1 September 2011, 0057 EDT

In an article last week in the Financial Times on “Sex, Lies, and the Pitfalls of Overblown Statistics,” John Kay bluntly wrote: “Always ask yourself the question: where does the data come from?”

It’s a good question, and one I frequently ask myself when I read yet another story about the hottest craze in the international development aid business today: the Open Data Initiative of the World Bank.

Don’t get me wrong. I think the World Bank’s Open Data initiative is freaking awesome. You can now get free access to the Bank’s World Development Indicators (hitherto accessible, but by no means free unless you were a privileged academic in a research university that purchased a subscription to the database). You can now get extensive information on the Bank’s financial activities, including lending data that previously you could only attempt to compile by patiently wading through turgid annual reports in PDF or hardcopy format. And now you can even get comprehensive information on the Bank’s project-level activities, including links to multiple project documents. The World Bank is really the only international aid agency that has achieved this kind of transparency (kudos!). The Bank even created a new staff position, with the title “Open Data Evangelist” (hello, Tariq!). In short, the Open Data Initiative is a goldmine for aid nerds like myself, and I am both impressed and grateful.

But is the World Bank’s Open Data Initiative really capable of “democratizing development” in the way envisioned by Bank President Robert Zoellick? Is open data going to be a panacea for the transparency and accountability deficits that have undermined international aid’s legitimacy and effectiveness for decades? Will open data really empower the poor?

It is entirely too easy to get swept up in the romantic swell of the Open Data movement. Yet the idealism underpinning Open Data leaves me uneasy. Why? Here are some of my half-baked musings on the subject:

1. Beware the Data Deluge. More is not always better. Opening the data spigots is great, but opening the data floodgates….?

2. Making data available to the public is not the same as helping the public to interpret – and interrogate – the data. I don’t mean to be patronizing here. But there is, to my mind, a tension between the desire to make data highly accessible to non-expert users and making data available in a way that is fully honest and transparent with respect to explaining where the data came from, how data are produced (and by whom), what margins of error exist, and how savvy users might replicate the data to ensure validity. After all, especially in the field of international development, the data environment can best be characterized as spotty, uncertain, unreliable and often nonexistent. But all these caveats and nuances often get lost what data are boiled down into easy-to-use dashboards and interfaces that spit out fancy graphs, geomaps, and so forth. Ooooooh…..data……. ahhhh…..

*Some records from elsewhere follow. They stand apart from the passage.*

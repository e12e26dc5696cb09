use crate::bucket::TokenBucket;
use crate::events::RateLimitEvent;
use linebot_core::events::{EventListeners, FnListener};
use std::collections::HashMap;
use std::sync::{Arc, RwLock};
use std::time::{Duration, Instant};
use tokio::sync::watch;
use tokio::task::JoinHandle;

/// Per-key token buckets with lazy creation and periodic eviction.
///
/// Buckets are created on a conversation's first request and removed by the
/// sweeper once they sit at full capacity, which is exactly the "idle long
/// enough to have fully refilled" condition. An evicted key that returns
/// re-enters at full capacity, so eviction never penalises anyone.
pub struct KeyedLimiter {
    buckets: Arc<RwLock<HashMap<String, Arc<TokenBucket>>>>,
    capacity: u32,
    refill_per_sec: f64,
    name: String,
    listeners: EventListeners<RateLimitEvent>,
    stop_tx: watch::Sender<bool>,
    sweeper: std::sync::Mutex<Option<JoinHandle<()>>>,
}

impl KeyedLimiter {
    /// Starts building a keyed limiter.
    pub fn builder() -> KeyedLimiterBuilder {
        KeyedLimiterBuilder::new()
    }

    /// Attempts to take one token from the key's bucket, creating the
    /// bucket on first sight of the key.
    pub fn allow(&self, key: &str) -> bool {
        let existing = {
            let buckets = self.buckets.read().unwrap();
            buckets.get(key).cloned()
        };

        let bucket = match existing {
            Some(b) => b,
            None => {
                let mut buckets = self.buckets.write().unwrap();
                Arc::clone(buckets.entry(key.to_string()).or_insert_with(|| {
                    Arc::new(TokenBucket::new(self.capacity, self.refill_per_sec))
                }))
            }
        };

        let allowed = bucket.allow();
        if !allowed {
            #[cfg(feature = "metrics")]
            metrics::counter!(
                "linebot_ratelimit_dropped_total",
                "tier" => self.name.clone()
            )
            .increment(1);

            #[cfg(feature = "tracing")]
            tracing::debug!(tier = %self.name, key, "rate limit drop");

            self.listeners.emit(&RateLimitEvent::Dropped {
                tier: self.name.clone(),
                timestamp: Instant::now(),
                key: key.to_string(),
            });
        }
        allowed
    }

    /// Remaining tokens for a key; a key with no bucket reports full
    /// capacity (it has never spent anything).
    pub fn remaining(&self, key: &str) -> f64 {
        let buckets = self.buckets.read().unwrap();
        match buckets.get(key) {
            Some(b) => b.available(),
            None => f64::from(self.capacity),
        }
    }

    /// Number of live buckets.
    pub fn active_count(&self) -> usize {
        self.buckets.read().unwrap().len()
    }

    /// The configured per-key capacity.
    pub fn capacity(&self) -> u32 {
        self.capacity
    }

    /// The tier name this limiter reports under.
    pub fn name(&self) -> &str {
        &self.name
    }

    /// Stops the sweeper. Safe to call more than once.
    pub fn stop(&self) {
        let _ = self.stop_tx.send(true);
        if let Some(handle) = self.sweeper.lock().unwrap().take() {
            handle.abort();
        }
    }

    fn sweep(
        buckets: &RwLock<HashMap<String, Arc<TokenBucket>>>,
        name: &str,
        listeners: &EventListeners<RateLimitEvent>,
    ) {
        let (removed, active) = {
            let mut buckets = buckets.write().unwrap();
            let before = buckets.len();
            buckets.retain(|_, bucket| !bucket.is_full());
            (before - buckets.len(), buckets.len())
        };

        #[cfg(feature = "metrics")]
        {
            metrics::counter!(
                "linebot_ratelimit_swept_total",
                "tier" => name.to_string()
            )
            .increment(removed as u64);
            metrics::gauge!(
                "linebot_ratelimit_active_keys",
                "tier" => name.to_string()
            )
            .set(active as f64);
        }

        #[cfg(feature = "tracing")]
        tracing::debug!(tier = name, removed, active, "limiter sweep");

        listeners.emit(&RateLimitEvent::Swept {
            tier: name.to_string(),
            timestamp: Instant::now(),
            removed,
            active,
        });
    }
}

impl Drop for KeyedLimiter {
    fn drop(&mut self) {
        self.stop();
    }
}

/// Builder for [`KeyedLimiter`].
pub struct KeyedLimiterBuilder {
    capacity: u32,
    refill_per_sec: f64,
    sweep_interval: Duration,
    name: String,
    listeners: EventListeners<RateLimitEvent>,
}

impl Default for KeyedLimiterBuilder {
    fn default() -> Self {
        Self::new()
    }
}

impl KeyedLimiterBuilder {
    /// Creates a new builder with defaults.
    ///
    /// Defaults:
    /// - capacity: 5
    /// - refill: 0.2 tokens/sec
    /// - sweep interval: 5 minutes
    /// - name: `"<unnamed>"`
    pub fn new() -> Self {
        Self {
            capacity: 5,
            refill_per_sec: 0.2,
            sweep_interval: Duration::from_secs(300),
            name: "<unnamed>".to_string(),
            listeners: EventListeners::new(),
        }
    }

    /// Sets the per-key bucket capacity.
    pub fn capacity(mut self, capacity: u32) -> Self {
        self.capacity = capacity;
        self
    }

    /// Sets the per-key refill rate in tokens per second.
    pub fn refill_per_sec(mut self, refill_per_sec: f64) -> Self {
        self.refill_per_sec = refill_per_sec;
        self
    }

    /// Sets how often the sweeper evicts idle buckets.
    pub fn sweep_interval(mut self, interval: Duration) -> Self {
        self.sweep_interval = interval;
        self
    }

    /// Sets the tier name used in events and metric labels.
    pub fn name<S: Into<String>>(mut self, name: S) -> Self {
        self.name = name.into();
        self
    }

    /// Registers a callback invoked when a request is dropped.
    pub fn on_drop<F>(mut self, f: F) -> Self
    where
        F: Fn(&str) + Send + Sync + 'static,
    {
        self.listeners.add(FnListener::new(move |event| {
            if let RateLimitEvent::Dropped { key, .. } = event {
                f(key);
            }
        }));
        self
    }

    /// Registers a callback invoked after each sweep with the number of
    /// evicted buckets.
    pub fn on_sweep<F>(mut self, f: F) -> Self
    where
        F: Fn(usize) + Send + Sync + 'static,
    {
        self.listeners.add(FnListener::new(move |event| {
            if let RateLimitEvent::Swept { removed, .. } = event {
                f(*removed);
            }
        }));
        self
    }

    /// Builds the limiter and spawns its sweeper task.
    ///
    /// Must be called inside a tokio runtime.
    pub fn build(self) -> Arc<KeyedLimiter> {
        let (stop_tx, mut stop_rx) = watch::channel(false);
        let limiter = Arc::new(KeyedLimiter {
            buckets: Arc::new(RwLock::new(HashMap::new())),
            capacity: self.capacity,
            refill_per_sec: self.refill_per_sec,
            name: self.name,
            listeners: self.listeners,
            stop_tx,
            sweeper: std::sync::Mutex::new(None),
        });

        let buckets = Arc::clone(&limiter.buckets);
        let name = limiter.name.clone();
        let listeners = limiter.listeners.clone();
        let sweep_interval = self.sweep_interval;

        let handle = tokio::spawn(async move {
            let mut ticker = tokio::time::interval(sweep_interval);
            ticker.set_missed_tick_behavior(tokio::time::MissedTickBehavior::Delay);
            ticker.tick().await;
            loop {
                tokio::select! {
                    changed = stop_rx.changed() => {
                        if changed.is_err() || *stop_rx.borrow() {
                            break;
                        }
                    }
                    _ = ticker.tick() => {
                        KeyedLimiter::sweep(&buckets, &name, &listeners);
                    }
                }
            }
        });
        *limiter.sweeper.lock().unwrap() = Some(handle);

        limiter
    }
}
//! Core infrastructure for the linebot runtime.
//!
//! This crate provides shared functionality used across the linebot crates:
//! - Event system for observability
//! - Request-scoped conversation context

pub mod context;
pub mod events;

pub use context::{chat_scope, current_chat_id};
pub use events::{EventListener, RuntimeEvent};
use crate::error::SyncError;
use crate::store::ObjectStore;
use chrono::{DateTime, Duration as ChronoDuration, Utc};
use serde::{Deserialize, Serialize};
use std::sync::Arc;
use std::sync::Mutex;
use std::time::Duration;

const LOCK_CONTENT_TYPE: &str = "application/json";

/// The JSON record stored under the lock key.
#[derive(Debug, Clone, Serialize, Deserialize)]
pub struct LockRecord {
    /// Opaque holder id, fresh per lock instance.
    pub owner: String,
    /// Wall-clock expiry. Wall clock is required here: the record is read
    /// by other machines.
    pub expires_at: DateTime<Utc>,
}

/// TTL lock over an object store, with steal-on-expiry.
///
/// A holder that stops renewing simply lets the record expire; the next
/// acquirer observes the stale record and overwrites it with an
/// ETag-conditional write. The store's conditional PUT is the arbiter:
/// two concurrent stealers race on the same ETag and exactly one wins.
pub struct LeaderLock {
    store: Arc<dyn ObjectStore>,
    key: String,
    ttl: Duration,
    owner_id: String,
    etag: Mutex<Option<String>>,
}

impl LeaderLock {
    /// Creates a lock handle with a fresh owner id.
    pub fn new(store: Arc<dyn ObjectStore>, key: impl Into<String>, ttl: Duration) -> Self {
        Self {
            store,
            key: key.into(),
            ttl,
            owner_id: uuid::Uuid::new_v4().to_string(),
            etag: Mutex::new(None),
        }
    }

    /// This instance's owner id.
    pub fn owner_id(&self) -> &str {
        &self.owner_id
    }

    /// The configured TTL.
    pub fn ttl(&self) -> Duration {
        self.ttl
    }

    /// The renew cadence: a third of the TTL, but never below ten seconds.
    pub fn renew_interval(&self) -> Duration {
        (self.ttl / 3).max(Duration::from_secs(10))
    }

    fn record(&self) -> Result<Vec<u8>, SyncError> {
        let record = LockRecord {
            owner: self.owner_id.clone(),
            expires_at: Utc::now()
                + ChronoDuration::from_std(self.ttl).unwrap_or(ChronoDuration::seconds(60)),
        };
        Ok(serde_json::to_vec(&record)?)
    }

    /// Attempts to take the lock. Returns false when another holder's
    /// record is still live.
    pub async fn acquire(&self) -> Result<bool, SyncError> {
        // Vacant key: plain conditional create wins or loses atomically.
        if let Some(etag) = self
            .store
            .put_if_absent(&self.key, self.record()?, LOCK_CONTENT_TYPE)
            .await?
        {
            *self.etag.lock().unwrap() = Some(etag);
            tracing::info!(key = %self.key, owner = %self.owner_id, "lock acquired");
            return Ok(true);
        }

        // Occupied: decide between "held" and "stale".
        let (body, current_etag) = match self.store.get(&self.key).await {
            Ok(found) => found,
            // Deleted between our create attempt and the read; next
            // acquire call will take the vacant path.
            Err(SyncError::NotFound) => return Ok(false),
            Err(err) => return Err(err),
        };

        let expired = match serde_json::from_slice::<LockRecord>(&body) {
            Ok(record) => record.expires_at <= Utc::now(),
            // A record we cannot parse cannot be honoured.
            Err(_) => true,
        };
        if !expired {
            return Ok(false);
        }

        match self
            .store
            .put_if_match(&self.key, self.record()?, &current_etag, LOCK_CONTENT_TYPE)
            .await?
        {
            Some(etag) => {
                *self.etag.lock().unwrap() = Some(etag);
                tracing::info!(key = %self.key, owner = %self.owner_id, "stale lock stolen");
                Ok(true)
            }
            None => Ok(false),
        }
    }

    /// Refreshes the expiry of a held lock. Returns false when the record
    /// moved under us, which means the lock is lost.
    pub async fn renew(&self) -> Result<bool, SyncError> {
        let held_etag = match self.etag.lock().unwrap().clone() {
            Some(etag) => etag,
            None => return Ok(false),
        };

        match self
            .store
            .put_if_match(&self.key, self.record()?, &held_etag, LOCK_CONTENT_TYPE)
            .await?
        {
            Some(etag) => {
                *self.etag.lock().unwrap() = Some(etag);
                Ok(true)
            }
            None => {
                *self.etag.lock().unwrap() = None;
                tracing::warn!(key = %self.key, owner = %self.owner_id, "lock lost on renew");
                Ok(false)
            }
        }
    }

    /// Releases the lock if we still own it. Deleting a lock stolen by
    /// someone else would be sabotage, so the record is re-read and the
    /// delete is skipped on an owner mismatch. An absent record is fine.
    pub async fn release(&self) -> Result<(), SyncError> {
        *self.etag.lock().unwrap() = None;

        let body = match self.store.get(&self.key).await {
            Ok((body, _)) => body,
            Err(SyncError::NotFound) => return Ok(()),
            Err(err) => return Err(err),
        };

        let ours = serde_json::from_slice::<LockRecord>(&body)
            .map(|record| record.owner == self.owner_id)
            .unwrap_or(false);
        if ours {
            self.store.delete(&self.key).await?;
            tracing::info!(key = %self.key, owner = %self.owner_id, "lock released");
        }
        Ok(())
    }

    /// True while this handle believes it holds the lock. Only `renew`
    /// keeps that belief honest.
    pub fn held(&self) -> bool {
        self.etag.lock().unwrap().is_some()
    }
}
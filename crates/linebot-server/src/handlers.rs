//! The reply-producing side of the bot.
//!
//! Keyword handlers (contact, course, student id) live outside this
//! service and plug in through [`MessageHandler`]; this module owns the
//! dispatch pipeline, the built-in help handler, and the canned texts the
//! ingress sends for rate limiting and quota exhaustion.

use crate::line::{OutMessage, QuickReply, QuickReplyItem};
use async_trait::async_trait;
use std::sync::Arc;

/// Error from a reply handler.
#[derive(Debug, thiserror::Error)]
pub enum HandlerError {
    #[error("handler failed: {0}")]
    Failed(String),
}

/// A deterministic text handler.
#[async_trait]
pub trait MessageHandler: Send + Sync {
    /// Stable name; intent actions route to handlers by this name.
    fn name(&self) -> &'static str;

    /// Cheap match test, run in dispatch order.
    fn can_handle(&self, text: &str) -> bool;

    /// Produces the ordered reply messages for a matched text.
    async fn handle(&self, text: &str) -> Result<Vec<OutMessage>, HandlerError>;
}

/// Handler for postback actions (button taps carrying a data payload).
#[async_trait]
pub trait PostbackHandler: Send + Sync {
    async fn handle(&self, data: &str) -> Result<Vec<OutMessage>, HandlerError>;
}

/// The ordered dispatch pipeline.
///
/// Order is load-bearing and fixed at construction: contact before
/// course before student-id before help. The student-id matcher claims
/// any text containing "系", so putting it earlier would swallow
/// department contact queries like "聯繫 資工系".
pub struct HandlerPipeline {
    handlers: Vec<Arc<dyn MessageHandler>>,
}

impl HandlerPipeline {
    /// Creates a pipeline; `handlers` must already be in dispatch order.
    pub fn new(handlers: Vec<Arc<dyn MessageHandler>>) -> Self {
        Self { handlers }
    }

    /// Runs the first matching handler. `Ok(None)` means nothing
    /// matched and the caller should consult the intent parser or send
    /// help.
    pub async fn dispatch(&self, text: &str) -> Result<Option<Vec<OutMessage>>, HandlerError> {
        for handler in &self.handlers {
            if handler.can_handle(text) {
                let replies = handler.handle(text).await?;
                return Ok(Some(replies));
            }
        }
        Ok(None)
    }

    /// Routes an intent action to the handler carrying that name.
    pub fn by_name(&self, name: &str) -> Option<&Arc<dyn MessageHandler>> {
        self.handlers.iter().find(|h| h.name() == name)
    }

    /// Number of registered handlers.
    pub fn len(&self) -> usize {
        self.handlers.len()
    }

    /// True when no handlers are registered.
    pub fn is_empty(&self) -> bool {
        self.handlers.is_empty()
    }
}

/// The quick-reply block offering the bot's entry points; appended to
/// help, quota, and truncation messages so the user always has a way
/// forward.
pub fn navigation_quick_reply() -> QuickReply {
    QuickReply {
        items: vec![
            QuickReplyItem::message("使用說明", "help"),
            QuickReplyItem::message("課程查詢", "課程 微積分"),
            QuickReplyItem::message("系所聯絡", "聯繫 資工系"),
        ],
    }
}

/// The help reply. Mentions the natural-language path only when an
/// intent parser is actually configured.
pub fn help_messages(nlu_enabled: bool) -> Vec<OutMessage> {
    let text = if nlu_enabled {
        "可以直接輸入關鍵字查詢：課程、學號、系所聯絡方式。\n也可以用一句話描述想查什麼，我會試著理解。"
    } else {
        "可以輸入關鍵字查詢：課程、學號、系所聯絡方式。\n輸入 help 隨時叫出這份說明。"
    };
    vec![OutMessage::text_with_quick_reply(
        text,
        navigation_quick_reply(),
    )]
}

/// Greeting for a new follower.
pub fn greeting_messages() -> Vec<OutMessage> {
    vec![OutMessage::text_with_quick_reply(
        "嗨！我是校園小幫手，可以查課程、學號和系所聯絡方式。",
        navigation_quick_reply(),
    )]
}

/// Reply for a conversation that is sending too fast. 1-on-1 only; in
/// groups the ingress stays silent instead.
pub fn rate_limited_message() -> OutMessage {
    OutMessage::text("⏳ 訊息有點太多了，請稍等幾秒再試一次。")
}

/// Reply for an exhausted LLM quota, with the estimated reset and the
/// deterministic alternatives.
pub fn quota_exhausted_message(per_hour: u32, reset_minutes: u64) -> OutMessage {
    OutMessage::text_with_quick_reply(
        format!(
            "🤖 智慧查詢每小時限 {per_hour} 次，約 {reset_minutes} 分鐘後恢復。\n先試試關鍵字查詢吧！"
        ),
        navigation_quick_reply(),
    )
}

/// Reply for an over-long message.
pub fn message_too_long(limit: usize) -> OutMessage {
    OutMessage::text(format!("訊息太長了，最多 {limit} 個字。"))
}

/// Reply for a postback whose payload is oversized or stale.
pub fn postback_expired_message() -> OutMessage {
    OutMessage::text("這個操作已經過期了，請重新查詢一次。")
}

/// Appended when a reply was truncated to the per-reply cap.
pub fn truncation_notice() -> OutMessage {
    OutMessage::text_with_quick_reply(
        "結果太多只顯示前幾筆，可以縮小關鍵字再查一次。",
        navigation_quick_reply(),
    )
}

/// The built-in help handler; the terminal entry of the pipeline.
pub struct HelpHandler {
    nlu_enabled: bool,
}

impl HelpHandler {
    /// `nlu_enabled` tailors the help text to the configured features.
    pub fn new(nlu_enabled: bool) -> Self {
        Self { nlu_enabled }
    }
}

#[async_trait]
impl MessageHandler for HelpHandler {
    fn name(&self) -> &'static str {
        "help"
    }

    fn can_handle(&self, text: &str) -> bool {
        let lower = text.to_lowercase();
        lower == "help" || lower == "使用說明" || lower == "說明"
    }

    async fn handle(&self, _text: &str) -> Result<Vec<OutMessage>, HandlerError> {
        Ok(help_messages(self.nlu_enabled))
    }
}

3. Cui bono? Who is using the data? So far, all we know is the the World Bank’s website is getting a gazillion hits per day. But who is accessing the data, what data are they accessing, and what are they doing with it? Numbers are powerful tools of persuasion. They can be distorted and misused, often to malevolent ends. (For interesting work on the politics of data, see Peter Andreas and Kelly Greenhill’s edited book, Sex, Drugs and Body Counts: The Politics of Numbers in Global Crime and Conflict).

4.Going beyond the use of data, what about the production of data? I fear that development data gurus sometimes confuse the democratization of the data end supply with the democratization of data production. I was socialized enough into the constructivist/critical theory mold during the bygone days of graduate school to realize that social science data does not appear out of thin air, nor can it be discovered in a test tube. In other words, somewhere along the way someone has to make pretty subjective calls about what numbers are important to collect, how to collect them, what to ignore (and how to control for that), and how to aggregate and interpret the results. A lot happens in the data production cycle that gets wistfully swept into some footnote or appendix that no one reads (if it appears in print at all). I guess my message here is that I hope the open data gurus start to turn a more critical eye towards questions regarding the data production and supply chain.

All said and done, I think the World Bank’s open data revolution is a huge step forward and should be picked up by other aid organizations (as well as what now seems to be a global open government movement). But in the process I also now look forward to a whole new debate about the politics of open data.